Showing 2 changed files with 176 additions and 14 deletions.
diff --git a/src/Python/MDP/SparseModel.cpp b/src/Python/MDP/SparseModel.cpp
@@ -68,7 +68,7 @@ void exportSparseModel() {
          "Since so much information can be extracted from the QFunction, lots\n"
          "of methods (mostly in Reinforcement Learning) try to learn it.\n"
          "\n"
-         "The difference between this class and the MDP::Model class is that\n"
+         "The difference between this class and the MDP.Model class is that\n"
          "this class stores transitions and rewards in sparse matrices. This\n"
          "results in a possibly slower access to individual probabilities and\n"
          "rewards, but immeasurably speeds up computation with some classes of\n"

diff --git a/src/Python/MDP/SparseRLModel.cpp b/src/Python/MDP/SparseRLModel.cpp
@@ -9,17 +9,179 @@ void exportSparseRLModel() {
     using namespace AIToolbox::MDP;
     using namespace boost::python;
 
-    class_<SparseRLModelBinded>{"SparseRLModel", init<const SparseExperience &, optional<double, bool>>()}
-        .def("setDiscount",                 &SparseRLModelBinded::setDiscount)
-        .def("getS",                        &SparseRLModelBinded::getS)
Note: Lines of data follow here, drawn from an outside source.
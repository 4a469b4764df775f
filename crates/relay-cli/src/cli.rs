//! CLI argument parsing.

use std::path::PathBuf;

use clap::{Args, Parser, Subcommand};

use crate::config::{OutputFormat, DEFAULT_CONFIG_PATH};

/// relay-ldap - query configured directory connections.
#[derive(Debug, Parser)]
#[command(name = "relay-ldap")]
#[command(author, version, about, long_about = None)]
#[command(propagate_version = true)]
pub struct Cli {
    /// Configuration file.
    #[arg(short, long, env = "RELAY_LDAP_CONFIG", default_value = DEFAULT_CONFIG_PATH)]
    pub config: PathBuf,

    /// Output format.
    #[arg(short, long, value_enum, default_value = "table")]
    pub output: OutputFormat,

    /// Enable verbose output.
    #[arg(short, long)]
    pub verbose: bool,

    /// Subcommand to execute.
    #[command(subcommand)]
    pub command: Command,
}

/// CLI commands.
#[derive(Debug, Subcommand)]
pub enum Command {
    /// Run the health checks of every connection.
    Check,

    /// List configured connections.
    Connections,

    /// Look up one entry by attribute value.
    Entry(EntryArgs),

    /// List a page of entries.
    Entries(EntriesArgs),

    /// Resolve the authorization attributes of a user.
    Attributes(AttributesArgs),
}

/// Arguments of `entry`.
#[derive(Debug, Args)]
pub struct EntryArgs {
    /// Connection identifier.
    pub connection: String,

    /// Attribute to match.
    pub attribute: String,

    /// Value to match exactly.
    pub value: String,
}

/// Arguments of `entries`.
#[derive(Debug, Args)]
pub struct EntriesArgs {
    /// Connection identifier.
    pub connection: String,

    /// Page number, starting at 1.
    #[arg(long, default_value_t = 1)]
    pub page: usize,

    /// Entries per page.
    #[arg(long, default_value_t = relay_ldap::DEFAULT_PAGE_SIZE)]
    pub page_size: usize,

    /// Filter tree as JSON, e.g. `{"type":"condition","field":"sn","operator":"eq","value":"Doe"}`.
    #[arg(long)]
    pub filter: Option<String>,

    /// Sort keys as `field[:asc|desc]`, comma separated.
    #[arg(long)]
    pub sort: Option<String>,
}

/// Arguments of `attributes`.
#[derive(Debug, Args)]
pub struct AttributesArgs {
    /// User identifier; omit to print the defaults.
    pub user_id: Option<String>,

    /// Session cache key; enables the per-session attribute cache.
    #[arg(long)]
    pub session_key: Option<String>,

    /// Session lifetime in seconds.
    #[arg(long, default_value_t = 300)]
    pub session_ttl: u64,
}
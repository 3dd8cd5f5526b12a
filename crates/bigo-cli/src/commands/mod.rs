//! CLI command definitions and handlers.

use anyhow::Result;
use bigo_core::{llm, ModelConfig};
use clap::{Args, Parser, Subcommand};
use std::time::Duration;

pub mod analyze;
pub mod serve;

/// bigo - Big O complexity analysis backed by a hosted language model
#[derive(Parser)]
#[command(name = "bigo")]
#[command(author, version, about, long_about = None)]
#[command(propagate_version = true)]
pub struct Cli {
    #[command(flatten)]
    pub model: ModelArgs,

    #[command(subcommand)]
    pub command: Commands,
}

/// Remote model settings shared by all commands.
#[derive(Args, Debug, Clone)]
pub struct ModelArgs {
    /// DeepSeek API key
    #[arg(long, global = true, env = "DEEPSEEK_API_KEY", hide_env_values = true)]
    pub api_key: Option<String>,

    /// Base URL of the chat completion API
    #[arg(long, global = true, env = "DEEPSEEK_BASE_URL", default_value = llm::DEFAULT_BASE_URL)]
    pub base_url: String,

    /// Chat model name
    #[arg(long, global = true, env = "DEEPSEEK_MODEL", default_value = llm::DEFAULT_MODEL)]
    pub model: String,

    /// Sampling temperature
    #[arg(long, global = true, default_value_t = 0.0)]
    pub temperature: f32,

    /// Request timeout in seconds (defaults to the HTTP client's own)
    #[arg(long, global = true, env = "BIGO_TIMEOUT_SECS")]
    pub timeout_secs: Option<u64>,
}

impl ModelArgs {
    pub fn to_config(&self) -> ModelConfig {
        ModelConfig {
            api_key: self.api_key.clone(),
            base_url: self.base_url.clone(),
            model: self.model.clone(),
            temperature: self.temperature,
            timeout: self.timeout_secs.map(Duration::from_secs),
        }
    }
}

#[derive(Subcommand)]
pub enum Commands {
    /// Start the HTTP server
    Serve(serve::ServeArgs),

    /// Analyze a single file or stdin
    Analyze(analyze::AnalyzeArgs),
}

impl Cli {
    pub async fn execute(self) -> Result<()> {
        let config = self.model.to_config();

        match self.command {
            Commands::Serve(args) => serve::execute(args, &config).await,
            Commands::Analyze(args) => analyze::execute(args, &config).await,
        }
    }
}
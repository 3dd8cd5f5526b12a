//! bigo Core Library
//!
//! Complexity analysis of code snippets through a hosted language model:
//! the request/result model, prompt construction and the model client.

pub mod analysis;
pub mod error;
pub mod llm;
pub mod prompt;

pub use analysis::model::{AnalysisRequest, AnalysisResult};
pub use analysis::Analyzer;
pub use error::{CoreError, CoreResult};
pub use llm::{ChatModel, DeepSeekClient, ModelConfig};
pub use prompt::{build_prompt, Prompt};
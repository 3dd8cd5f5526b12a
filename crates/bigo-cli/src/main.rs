//! bigo CLI
//!
//! Serves and runs Big O complexity analysis through a hosted language model.

use anyhow::Result;
use clap::Parser;
use tracing_subscriber::{layer::SubscriberExt, util::SubscriberInitExt};

mod commands;
mod output;

use commands::{Cli, Commands};

/// Initialize tracing with optional file logging.
fn init_tracing(log_file: Option<&std::path::Path>) -> Result<()> {
    let env_filter = tracing_subscriber::EnvFilter::try_from_default_env()
        .unwrap_or_else(|_| "bigo=info,bigo_core=info,bigo_web=debug,tower_http=info".into());

    if let Some(path) = log_file {
        if let Some(parent) = path.parent() {
            std::fs::create_dir_all(parent)?;
        }

        let file = std::fs::OpenOptions::new()
            .create(true)
            .append(true)
            .open(path)?;

        // stdout and file
        tracing_subscriber::registry()
            .with(env_filter)
            .with(tracing_subscriber::fmt::layer())
            .with(
                tracing_subscriber::fmt::layer()
                    .with_writer(std::sync::Mutex::new(file))
                    .with_ansi(false),
            )
            .init();
    } else {
        // stderr keeps `analyze --json` output clean
        tracing_subscriber::registry()
            .with(env_filter)
            .with(tracing_subscriber::fmt::layer().with_writer(std::io::stderr))
            .init();
    }

    Ok(())
}

#[tokio::main]
async fn main() -> Result<()> {
    // A missing .env file is fine; the environment may already be set.
    dotenv::dotenv().ok();

    let cli = Cli::parse();

    let log_file = match &cli.command {
        Commands::Serve(args) if args.log => Some(args.log_file.clone()),
        _ => None,
    };
    init_tracing(log_file.as_deref())?;

    cli.execute().await
}
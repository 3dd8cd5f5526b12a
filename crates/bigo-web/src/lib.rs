//! bigo Web Server
//!
//! Axum-based HTTP surface for complexity analysis.

pub mod routes;
pub mod state;

use axum::{
    routing::{get, post},
    Router,
};
use tower_http::{
    cors::{Any, CorsLayer},
    trace::TraceLayer,
};

pub use state::AppState;

/// Create the application router.
pub fn create_router(state: AppState) -> Router {
    let cors = CorsLayer::new()
        .allow_origin(Any)
        .allow_methods(Any)
        .allow_headers(Any);

    Router::new()
        .route("/", get(routes::dashboard::index))
        .route("/analyze", post(routes::analyze::analyze_code))
        .layer(TraceLayer::new_for_http())
        .layer(cors)
        .with_state(state)
}

/// Run the web server.
pub async fn run_server(state: AppState, host: &str, port: u16) -> anyhow::Result<()> {
    let app = create_router(state);

    let listener = tokio::net::TcpListener::bind(format!("{}:{}", host, port)).await?;
    tracing::info!("Web server listening on http://{}:{}", host, port);

    axum::serve(listener, app).await?;
    Ok(())
}
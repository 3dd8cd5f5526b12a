//! Complexity analysis over a remote chat model.

pub mod model;

use std::sync::Arc;

use tracing::{error, info, info_span, warn, Instrument};
use uuid::Uuid;

use crate::error::{CoreError, CoreResult};
use crate::llm::{ChatModel, DeepSeekClient, ModelConfig};
use crate::prompt::{build_prompt, extract_json};
use model::{AnalysisRequest, AnalysisResult};

/// Runs analyses against an optional, read-only model client.
#[derive(Clone)]
pub struct Analyzer {
    model: Option<Arc<dyn ChatModel>>,
}

impl Analyzer {
    /// Create an analyzer backed by the given model.
    pub fn new(model: Arc<dyn ChatModel>) -> Self {
        Self { model: Some(model) }
    }

    /// Create an analyzer with no model; every analysis yields the
    /// not-configured sentinel.
    pub fn unconfigured() -> Self {
        Self { model: None }
    }

    /// Build the DeepSeek-backed analyzer, degrading to [`Analyzer::unconfigured`]
    /// when the client cannot be initialized.
    pub fn from_config(config: &ModelConfig) -> Self {
        match DeepSeekClient::new(config) {
            Ok(client) => {
                info!(model = %config.model, base_url = %config.base_url, "Model client initialized");
                Self::new(Arc::new(client))
            }
            Err(e) => {
                warn!(error = %e, "Error initializing model client; /analyze will report it as not configured");
                Self::unconfigured()
            }
        }
    }

    pub fn is_configured(&self) -> bool {
        self.model.is_some()
    }

    /// Analyze the request, surfacing the failure kind.
    pub async fn try_analyze(&self, request: &AnalysisRequest) -> CoreResult<AnalysisResult> {
        let model = self.model.as_ref().ok_or(CoreError::NotConfigured)?;

        let span = info_span!(
            "analyze",
            request_id = %Uuid::new_v4(),
            language = %request.language,
            model = model.name(),
        );

        async move {
            let prompt = build_prompt(&request.language, &request.code);
            let text = model.complete(&prompt).await?;
            let result = parse_output(&text)?;
            info!(time = %result.time, space = %result.space, "Analysis complete");
            Ok::<_, CoreError>(result)
        }
        .instrument(span)
        .await
    }

    /// Analyze the request, absorbing every failure into a sentinel result.
    pub async fn analyze(&self, request: &AnalysisRequest) -> AnalysisResult {
        match self.try_analyze(request).await {
            Ok(result) => result,
            Err(e) => sentinel_for(&e),
        }
    }
}

/// Parse model text as an [`AnalysisResult`], trying the raw text before
/// unwrapping markdown fences or surrounding prose.
fn parse_output(text: &str) -> CoreResult<AnalysisResult> {
    if let Ok(result) = serde_json::from_str(text.trim()) {
        return Ok(result);
    }
    Ok(serde_json::from_str(extract_json(text))?)
}

/// Map an analysis error to its sentinel result, logging failed calls.
pub fn sentinel_for(err: &CoreError) -> AnalysisResult {
    if err.is_not_configured() {
        return AnalysisResult::not_configured();
    }
    error!(error = %err, "Error during analysis");
    AnalysisResult::failure(err)
}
-        .def("getA",                        &SparseRLModelBinded::getA)
-        .def("getDiscount",                 &SparseRLModelBinded::getDiscount)
-        .def("getExperience",               &SparseRLModelBinded::getExperience, return_value_policy<reference_existing_object>())
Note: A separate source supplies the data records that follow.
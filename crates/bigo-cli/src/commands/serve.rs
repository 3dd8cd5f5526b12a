//! Web server command.

use anyhow::Result;
use bigo_core::{Analyzer, ModelConfig};
use bigo_web::AppState;
use clap::Args;
use colored::Colorize;
use std::path::PathBuf;

#[derive(Args)]
pub struct ServeArgs {
    /// Port to listen on
    #[arg(long, env = "BIGO_PORT", default_value = "8000")]
    pub port: u16,

    /// Host to bind to
    #[arg(long, env = "BIGO_HOST", default_value = "127.0.0.1")]
    pub host: String,

    /// Report failed analyses with 502/503 instead of 200
    #[arg(long, env = "BIGO_STRICT_STATUS")]
    pub strict_status: bool,

    /// Also write logs to a file
    #[arg(long)]
    pub log: bool,

    /// Log file path (used with --log)
    #[arg(long, default_value = "bigo-serve.log")]
    pub log_file: PathBuf,
}

pub async fn execute(args: ServeArgs, config: &ModelConfig) -> Result<()> {
    let analyzer = Analyzer::from_config(config);
    let configured = analyzer.is_configured();
    let state = AppState::new(analyzer).with_strict_status(args.strict_status);

    println!();
    println!("  {} {}", "bigo".cyan().bold(), "Complexity Analyzer".bold());
    println!();
    println!("  {}   http://{}:{}/", "Health".green(), args.host, args.port);
    println!("  {}  http://{}:{}/analyze", "Analyze".green(), args.host, args.port);
    if configured {
        println!("  {}    {}", "Model".green(), config.model);
    } else {
        println!(
            "  {}    {}",
            "Model".yellow(),
            "not configured (set DEEPSEEK_API_KEY)".yellow()
        );
    }
    println!();
    println!("  {}", "Ctrl+C to stop".dimmed());
    println!();

    bigo_web::run_server(state, &args.host, args.port).await?;

    Ok(())
}
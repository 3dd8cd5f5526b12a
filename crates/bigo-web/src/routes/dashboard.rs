//! Health check route handler.
//!
//! Serves a static page for uptime monitors.

use axum::response::{Html, IntoResponse};

const HEALTH_HTML: &str = include_str!("../../../../assets/web/index.html");

/// GET / - Serve the uptime check page.
pub async fn index() -> impl IntoResponse {
    Html(HEALTH_HTML)
}
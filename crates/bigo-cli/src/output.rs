//! Terminal output formatting.

use bigo_core::AnalysisResult;
use colored::Colorize;

/// Print an analysis result.
pub fn print_analysis(language: &str, result: &AnalysisResult) {
    if result.is_error() {
        println!("{} {}", "✗".red().bold(), "Analysis failed".red().bold());
        println!();
        println!("  {}", result.time_explanation);
        println!("  {}", result.space_explanation.dimmed());
        return;
    }

    println!(
        "{} {}",
        "Complexity".cyan().bold(),
        format!("({})", language).dimmed()
    );
    println!();
    println!("{}:  {}", "Time".bold(), result.time.green().bold());
    println!("  {}", result.time_explanation);
    println!();
    println!("{}: {}", "Space".bold(), result.space.green().bold());
    println!("  {}", result.space_explanation);
}
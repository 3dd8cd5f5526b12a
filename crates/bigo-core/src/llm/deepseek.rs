//! DeepSeek chat completion client.
//!
//! Talks to the OpenAI-compatible `/chat/completions` endpoint and returns the
//! first choice's message text.

use async_trait::async_trait;
use serde::{Deserialize, Serialize};
use tracing::debug;

use super::{ChatModel, ModelConfig};
use crate::error::{CoreError, CoreResult};
use crate::prompt::Prompt;

/// Client for the DeepSeek chat API.
#[derive(Clone)]
pub struct DeepSeekClient {
    api_key: String,
    base_url: String,
    model: String,
    temperature: f32,
    client: reqwest::Client,
}

#[derive(Serialize)]
struct ChatRequest<'a> {
    model: &'a str,
    temperature: f32,
    stream: bool,
    messages: Vec<ChatMessage<'a>>,
}

#[derive(Serialize)]
struct ChatMessage<'a> {
    role: &'static str,
    content: &'a str,
}

#[derive(Deserialize)]
struct ChatResponse {
    #[serde(default)]
    choices: Vec<Choice>,
}

#[derive(Deserialize)]
struct Choice {
    message: ResponseMessage,
}

#[derive(Deserialize)]
struct ResponseMessage {
    content: Option<String>,
}

impl DeepSeekClient {
    /// Create a client from configuration.
    ///
    /// Fails when no usable API key is present.
    pub fn new(config: &ModelConfig) -> CoreResult<Self> {
        let api_key = config
            .api_key
            .as_deref()
            .map(str::trim)
            .filter(|k| !k.is_empty())
            .ok_or_else(|| CoreError::config("DEEPSEEK_API_KEY is not set"))?;

        let mut builder = reqwest::Client::builder();
        if let Some(timeout) = config.timeout {
            builder = builder.timeout(timeout);
        }
        let client = builder
            .build()
            .map_err(|e| CoreError::config(format!("Failed to build HTTP client: {}", e)))?;

        Ok(Self {
            api_key: api_key.to_string(),
            base_url: config.base_url.trim_end_matches('/').to_string(),
            model: config.model.clone(),
            temperature: config.temperature,
            client,
        })
    }
}

#[async_trait]
impl ChatModel for DeepSeekClient {
    async fn complete(&self, prompt: &Prompt) -> CoreResult<String> {
        let request = ChatRequest {
            model: &self.model,
            temperature: self.temperature,
            stream: false,
            messages: vec![
                ChatMessage {
                    role: "system",
                    content: &prompt.system,
                },
                ChatMessage {
                    role: "user",
                    content: &prompt.user,
                },
            ],
        };

        debug!(model = %self.model, "Calling DeepSeek chat API");
        let response = self
            .client
            .post(format!("{}/chat/completions", self.base_url))
            .bearer_auth(&self.api_key)
            .json(&request)
            .send()
            .await?;

        let status = response.status();
        if !status.is_success() {
            let body = response.text().await.unwrap_or_default();
            return Err(CoreError::Api {
                status: status.as_u16(),
                body,
            });
        }

        let body: ChatResponse = response.json().await?;
        let text = body
            .choices
            .into_iter()
            .next()
            .and_then(|c| c.message.content)
            .filter(|t| !t.trim().is_empty())
            .ok_or(CoreError::EmptyCompletion)?;

        debug!(chars = text.len(), "Received completion");
        Ok(text)
    }

    fn name(&self) -> &str {
        &self.model
    }
}
//! App state components
//!
//! Centralized state for the viewer, grouped into logical modules.

mod layout;
mod scroll;

pub use layout::{DragTarget, LayoutState, ScrollbarDrag};
pub use scroll::ScrollState;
-        .def("sync",                        static_cast<void(SparseRLModelBinded::*)()>(&SparseRLModelBinded::sync))
-        .def("sync",                        static_cast<void(SparseRLModelBinded::*)(size_t, size_t)>(&SparseRLModelBinded::sync))
-        .def("sync",                        static_cast<void(SparseRLModelBinded::*)(size_t, size_t, size_t)>(&SparseRLModelBinded::sync))
-        .def("sampleSR",                    &SparseRLModelBinded::sampleSR)
-        .def("getTransitionProbability",    &SparseRLModelBinded::getTransitionProbability)
-        .def("getExpectedReward",           &SparseRLModelBinded::getExpectedReward)
-        .def("isTerminal",                  &SparseRLModelBinded::isTerminal);
+    class_<SparseRLModelBinded>{"SparseRLModel", 
+
+         "This class models Experience as a Markov Decision Process.\n"
+           "\n"
+         "Often an MDP is not known in advance. It is known that it can assume\n"
+         "a certain set of states, and that a certain set of actions are\n"
+         "available to the agent, but not much more. Thus, in these cases, the\n"
+         "goal is not only to find out the best policy for the MDP we have,\n"
+         "but at the same time learn the actual transition and reward\n"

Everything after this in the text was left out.